He said at the beginning of his remarks that he was pleased that the government had eliminated certain issues. Some witnesses who appeared before the committee, and I was there for many meetings until this recent appointment, expressed their strong concerns about the effect of the inclusion of inexplosive ammunition components in part 7 of the bill. This is an issue that this member, in his zest to fight anything to do with ammunition or gun control, was very adamant about.

It was not the government's intention to burden lawful shooting activities within part 7, and the witnesses from Natural Resources Canada indicated that in their testimony before the committee. The government listened closely to the concerns that were expressed by the stakeholders and decided to introduce motions to remove all references to inexplosive ammunition components from Bill C-17.

It is like people here cannot take yes for an answer. We listened, we heard, and we removed the references. While the member did say at the beginning of his remarks that he appreciated it, he then went on with other areas that I would suggest are not related to this.

How did the government react? Let me tell members that the current Minister of Transport, who was the minister on September 11, reacted by immediately closing down the skies. There were 5,000 aircraft flying around the skies over North America. Members should remember what happened in Gander. We should give credit to the people of Gander, and rightly so, for opening their hearts and their homes, their churches and their community halls to help these stranded people. However, do we think that all those planes were diverted to Gander miraculously and landed without incident?

We all saw the pictures in the news of the planes on the tarmac, lined up one after another. When they finally had to leave, just the management of the air traffic control aspect of that was incredible. Is there any thought how some 5,000 aircraft, which were diverted and many of which landed in various airports in Canada, including Gander, were managed? Did the pilots just talk it over among themselves and say, “let us go to Gander, I think it is safe there”?

Let us be fair and give credit where credit is due.
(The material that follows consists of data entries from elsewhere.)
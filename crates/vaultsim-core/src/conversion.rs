//! ERC-4626 share/asset conversion with virtual liquidity
//!
//! One virtual asset and `10^decimals_offset` virtual shares are always added to the
//! totals, so the denominators never reach zero, even for an empty vault.
//!
//! | Conversion        | Default rounding |
//! |-------------------|------------------|
//! | shares -> assets  | DOWN             |
//! | assets -> shares  | UP               |

use num_bigint::BigUint;

use crate::error::{Result, VaultError};
use crate::math::{mul_div, pow10, Rounding};

pub const DEFAULT_TO_ASSETS_ROUNDING: Rounding = Rounding::Down;
pub const DEFAULT_TO_SHARES_ROUNDING: Rounding = Rounding::Up;

/// Totals a conversion is priced against
#[derive(Debug, Clone, Copy, PartialEq, Eq)]
pub struct VaultTotals<'a> {
  pub total_assets: &'a BigUint,
  pub total_supply: &'a BigUint,
  pub decimals_offset: u32,
}

impl<'a> VaultTotals<'a> {
  pub fn new(total_assets: &'a BigUint, total_supply: &'a BigUint, decimals_offset: u32) -> Self {
    Self { total_assets, total_supply, decimals_offset }
  }

  fn virtual_assets(&self) -> BigUint {
    self.total_assets + 1u32
  }

  fn virtual_supply(&self) -> BigUint {
    self.total_supply + pow10(self.decimals_offset)
  }
}

/// Convert shares to assets
///
/// Formula: assets = shares * (totalAssets + 1) / (totalSupply + 10^decimalsOffset)
pub fn convert_to_assets(shares: &BigUint, totals: VaultTotals<'_>, rounding: Rounding) -> Result<BigUint> {
  mul_div(shares, &totals.virtual_assets(), &totals.virtual_supply(), rounding)
    .ok_or(VaultError::DivisionByZero)
}

/// Convert assets to shares
///
/// Formula: shares = assets * (totalSupply + 10^decimalsOffset) / (totalAssets + 1)
pub fn convert_to_shares(assets: &BigUint, totals: VaultTotals<'_>, rounding: Rounding) -> Result<BigUint> {
  mul_div(assets, &totals.virtual_supply(), &totals.virtual_assets(), rounding)
    .ok_or(VaultError::DivisionByZero)
}

/// Value of the whole supply at a given price-per-share
///
/// Formula: pricePerShare * totalSupply / 10^decimals
pub fn calculate_share_value(
  price_per_share: &BigUint,
  total_supply: &BigUint,
  decimals: u32,
  rounding: Rounding,
) -> Result<BigUint> {
  mul_div(price_per_share, total_supply, &pow10(decimals), rounding).ok_or(VaultError::DivisionByZero)
}

#[cfg(test)]
mod tests {
  use super::*;

  fn big(v: u64) -> BigUint {
    BigUint::from(v)
  }

  #[test]
  fn empty_vault_uses_virtual_liquidity() {
    let zero = big(0);
    let totals = VaultTotals::new(&zero, &zero, 12);

    // one whole share of an empty vault prices at one whole asset
    let assets = convert_to_assets(&pow10(18), totals, DEFAULT_TO_ASSETS_ROUNDING).unwrap();
    assert_eq!(assets, big(1_000_000));

    let shares = convert_to_shares(&big(1_000_000), totals, DEFAULT_TO_SHARES_ROUNDING).unwrap();
    assert_eq!(shares, pow10(18));
  }

  #[test]
  fn default_directions_favor_the_vault() {
    let total_assets = big(100);
    let total_supply = big(300);
    let totals = VaultTotals::new(&total_assets, &total_supply, 0);

    // 10 * 101 / 301 = 3.35..
    assert_eq!(convert_to_assets(&big(10), totals, Rounding::Down).unwrap(), big(3));
    assert_eq!(convert_to_assets(&big(10), totals, Rounding::Up).unwrap(), big(4));
    // 10 * 301 / 101 = 29.8..
    assert_eq!(convert_to_shares(&big(10), totals, Rounding::Up).unwrap(), big(30));
    assert_eq!(convert_to_shares(&big(10), totals, Rounding::Down).unwrap(), big(29));
  }

  #[test]
  fn share_value_scales_by_share_decimals() {
    // 1.05 assets per share over 2.5 shares of 18 decimals
    let value = calculate_share_value(&big(1_050_000), &(big(25) * pow10(17)), 18, Rounding::Down).unwrap();
    assert_eq!(value, big(2_625_000));

    let value = calculate_share_value(&big(3), &big(1), 1, Rounding::Up).unwrap();
    assert_eq!(value, big(1));
  }
}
The government gave the direction. It is not up to the government to actually physically do it. We have professionals in place in NAV Canada and Transport Canada. But it is up to the government, in this case the Minister of Transport, to set the tone, to give the direction, and to give the order.

I recall that this minister was on a cell phone in a car, driving from Montreal back to Ottawa, when this crisis occurred. Within minutes he took action that I would say could have saved lives; we will never know. But the fact that it was handled so professionally and so smoothly, members should at least be fair and say that it was an issue that happened on the watch of the government.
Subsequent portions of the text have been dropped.